Category: Center for the Future Of Museums Blog

The Madison Children’s Museum is one of three participants in the current round of Innovation Lab for Museums, funded by the MetLife Foundation and presented by EmcArts in partnership with the Alliance. In today’s post, Brenda Baker, MCM’s exhibit director, shares the museum’s “half-baked idea” that will be refined and prototyped through the Lab process. We will profile MCM’s two Lab classmates—The National Trust for Historic Preservation and the Mississippi Museum of Art—in future posts, so stay tuned.

Madison Children’s Museum (MCM) has always been a museum built by, for, and about children. Honoring and respecting youth, recognizing and supporting their intuition, innate creativity, sense of wonder, and burgeoning intellect is what MCM is all about. With this vision of children as key collaborators, the museum has routinely involved them in all aspects of exhibit development: as researchers, designers, content experts, prototype testers, makers and occasionally builders. MCM believes strongly that the best way to create engaged citizens who care about their communities is to engage them deeply as partners, honor their expertise, present their work, and preserve what they’ve created for future generations.

This year, MCM is thrilled to be selected for funding from MetLife Foundation, enabling us to participate in Innovation Lab for Museums to develop our idea for Kidshare, a new culture and digital media project. Kidshare will increase the museum’s capacity to work with significantly more children as authors and creators of the museum’s exhibits while transforming the museum into a highly accessible living story lab and repository of children’s knowledge, wisdom, and culture. Kidshare is about honoring kids’ deep knowledge about the places they live, and allowing them a place to share their knowledge with others. From our experience, it is in the sharing with others that children feel validated and genuinely connected to their community.

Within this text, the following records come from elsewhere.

#[cfg(test)]
mod tests {
    use std::sync::{Arc, Mutex};

    use super::Edge::*;
    use super::Event as E;
    use super::State::*;
    use super::*;

    fn machine_in(state: State, caller: bool) -> CallStateMachine {
        let mut fsm = CallStateMachine::new(caller);
        fsm.state = state;
        if state == Connected {
            fsm.is_media_flowing = true;
        }
        fsm
    }

    fn entries(events: &[StateEvent]) -> Vec<State> {
        events
            .iter()
            .filter(|e| e.edge == Entry)
            .map(|e| e.state)
            .collect()
    }

    const ALL_EVENTS: [E; 13] = [
        E::Initiate { listening: true },
        E::Initiate { listening: false },
        E::Answer,
        E::Approve,
        E::ReceiveLocalMedia,
        E::SentOffer,
        E::ReceiveAnswer,
        E::ReceiveRemoteMedia,
        E::Accept,
        E::Modify { receive: false },
        E::Modify { receive: true },
        E::Reject,
        E::Hangup,
    ];

    #[test]
    fn caller_happy_path() {
        let mut fsm = CallStateMachine::new(true);
        let mut seen = Vec::new();
        for event in [
            E::Initiate { listening: true },
            E::Answer,
            E::Approve,
            E::ReceiveLocalMedia,
            E::Approve,
            E::SentOffer,
            E::ReceiveAnswer,
            E::ReceiveRemoteMedia,
        ] {
            seen.extend(entries(&fsm.dispatch(event)));
        }
        assert_eq!(fsm.state(), Connected);
        assert!(fsm.is_media_flowing());
        assert_eq!(
            seen,
            vec![
                Preparing,
                ApprovingDeviceAccess,
                ApprovingContent,
                Offering,
                Connecting,
                Connected,
            ]
        );
    }

    #[test]
    fn callee_happy_path() {
        let mut fsm = CallStateMachine::new(false);
        for event in [
            E::Initiate { listening: true },
            E::Answer,
            E::Approve,
            E::ReceiveLocalMedia,
            E::Approve,
        ] {
            fsm.dispatch(event);
        }
        assert_eq!(fsm.state(), Connecting);
        fsm.dispatch(E::ReceiveRemoteMedia);
        assert_eq!(fsm.state(), Connected);
    }

    #[test]
    fn approve_before_media_stays_and_latches_approval() {
        let mut fsm = machine_in(ApprovingContent, true);
        assert!(fsm.dispatch(E::Approve).is_empty());
        assert_eq!(fsm.state(), ApprovingContent);
        assert!(fsm.has_local_media_approval());
        // Media arriving now completes the pair.
        let events = fsm.dispatch(E::ReceiveLocalMedia);
        assert_eq!(entries(&events), vec![Offering]);
    }

    #[test]
    fn initiate_without_listener_terminates() {
        let mut fsm = CallStateMachine::new(false);
        let events = fsm.dispatch(E::Initiate { listening: false });
        assert_eq!(entries(&events), vec![Terminated]);
        assert_eq!(fsm.state(), Terminated);
    }

    #[test]
    fn unlisted_events_are_dropped_silently() {
        for state in [
            Idle,
            Preparing,
            ApprovingDeviceAccess,
            ApprovingContent,
            Offering,
            Connecting,
            Connected,
            Modifying,
        ] {
            for event in ALL_EVENTS {
                let mut fsm = machine_in(state, true);
                let before = fsm.state();
                let events = fsm.dispatch(event);
                if events.is_empty() {
                    assert_eq!(fsm.state(), before, "{:?} + {:?} mutated state", state, event);
                }
            }
        }
    }

    #[test]
    fn every_transition_emits_exit_then_entry_once() {
        let mut fsm = CallStateMachine::new(true);
        let log = Arc::new(Mutex::new(Vec::new()));
        let sink = Arc::clone(&log);
        fsm.on_event(Box::new(move |event| sink.lock().unwrap().push(event)));

        fsm.dispatch(E::Initiate { listening: true });
        let seen = log.lock().unwrap().clone();
        assert_eq!(
            seen,
            vec![
                StateEvent {
                    state: Idle,
                    edge: Exit
                },
                StateEvent {
                    state: Preparing,
                    edge: Entry
                },
            ]
        );
    }

    #[test]
    fn stays_emit_nothing() {
        let mut fsm = machine_in(Offering, true);
        assert!(fsm.dispatch(E::SentOffer).is_empty());
        assert!(fsm.dispatch(E::ReceiveLocalMedia).is_empty());
        assert_eq!(fsm.state(), Offering);
    }

    #[test]
    fn terminated_absorbs_everything() {
        let mut fsm = machine_in(Connected, true);
        fsm.dispatch(E::Hangup);
        assert_eq!(fsm.state(), Terminated);
        for event in ALL_EVENTS {
            assert!(fsm.dispatch(event).is_empty());
            assert_eq!(fsm.state(), Terminated);
        }
    }

    #[test]
    fn answer_requires_no_media_flowing() {
        let mut fsm = machine_in(Preparing, false);
        fsm.is_media_flowing = true;
        assert!(fsm.dispatch(E::Answer).is_empty());
        assert_eq!(fsm.state(), Preparing);

        fsm.is_media_flowing = false;
        let events = fsm.dispatch(E::Answer);
        assert_eq!(entries(&events), vec![ApprovingDeviceAccess]);
    }

    #[test]
    fn reject_keeps_established_call() {
        let mut fsm = machine_in(Connected, true);
        assert!(fsm.dispatch(E::Reject).is_empty());
        assert_eq!(fsm.state(), Connected);
        assert!(fsm.is_media_flowing());
    }

    #[test]
    fn modify_initiator_round_trip() {
        let mut fsm = machine_in(Connected, true);

        let events = fsm.dispatch(E::Modify { receive: false });
        assert_eq!(entries(&events), vec![Modifying]);
        assert!(fsm.is_modifying());
        assert!(fsm.is_active());

        let events = fsm.dispatch(E::Accept);
        assert_eq!(entries(&events), vec![Preparing]);
        assert!(fsm.caller());
        assert!(!fsm.has_local_media());
        assert!(!fsm.has_local_media_approval());
        assert!(fsm.is_modifying());
    }

    #[test]
    fn modify_receive_re_prepares_as_callee() {
        let mut fsm = machine_in(Connected, true);
        let events = fsm.dispatch(E::Modify { receive: true });
        assert_eq!(entries(&events), vec![Preparing]);
        assert!(!fsm.caller());
        assert!(!fsm.has_local_media());
        assert!(!fsm.has_local_media_approval());
        assert!(fsm.is_modifying());
        // The re-prepare stopped counting media as flowing, so answer
        // is accepted again.
        let events = fsm.dispatch(E::Answer);
        assert_eq!(entries(&events), vec![ApprovingDeviceAccess]);
    }

    #[test]
    fn modify_reject_returns_to_connected() {
        let mut fsm = machine_in(Connected, true);
        fsm.dispatch(E::Modify { receive: false });
        assert!(fsm.is_modifying());
        let events = fsm.dispatch(E::Reject);
        assert_eq!(entries(&events), vec![Connected]);
        assert!(!fsm.is_modifying());
    }

    #[test]
    fn is_modifying_window_closes_on_terminated() {
        let mut fsm = machine_in(Connected, true);
        fsm.dispatch(E::Modify { receive: false });
        assert!(fsm.is_modifying());
        fsm.dispatch(E::Hangup);
        assert!(!fsm.is_modifying());
    }

    #[test]
    fn is_modifying_window_spans_re_prepare_until_connected() {
        let mut fsm = machine_in(Connected, false);
        fsm.dispatch(E::Modify { receive: true });
        for event in [
            E::Answer,
            E::Approve,
            E::ReceiveLocalMedia,
            E::Approve,
        ] {
            fsm.dispatch(event);
            assert!(fsm.is_modifying(), "window closed early at {:?}", event);
        }
        fsm.dispatch(E::ReceiveRemoteMedia);
        assert_eq!(fsm.state(), Connected);
        assert!(!fsm.is_modifying());
    }

    #[test]
    fn modify_accept_absorbed_during_re_prepare() {
        let mut fsm = machine_in(Connected, true);
        fsm.dispatch(E::Modify { receive: false });
        fsm.dispatch(E::Accept);
        assert_eq!(fsm.state(), Preparing);
        // Duplicate accept after the re-prepare is a stay.
        assert!(fsm.dispatch(E::Accept).is_empty());
        assert_eq!(fsm.state(), Preparing);
    }
}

In our application to the Lab, we made the case that KidShare represents a significant break from past practice (one of three criteria in EmcArt’s definition of innovation). In the past, we’ve approached exhibits as individual projects around separate subjects with a small number of children contributing knowledge within a set of tightly controlled parameters. The outcomes were not collected or shared beyond the run of the exhibit. For KidShare, we will make the guidelines much more open-ended and non-project based, allowing them to be used for multiple projects.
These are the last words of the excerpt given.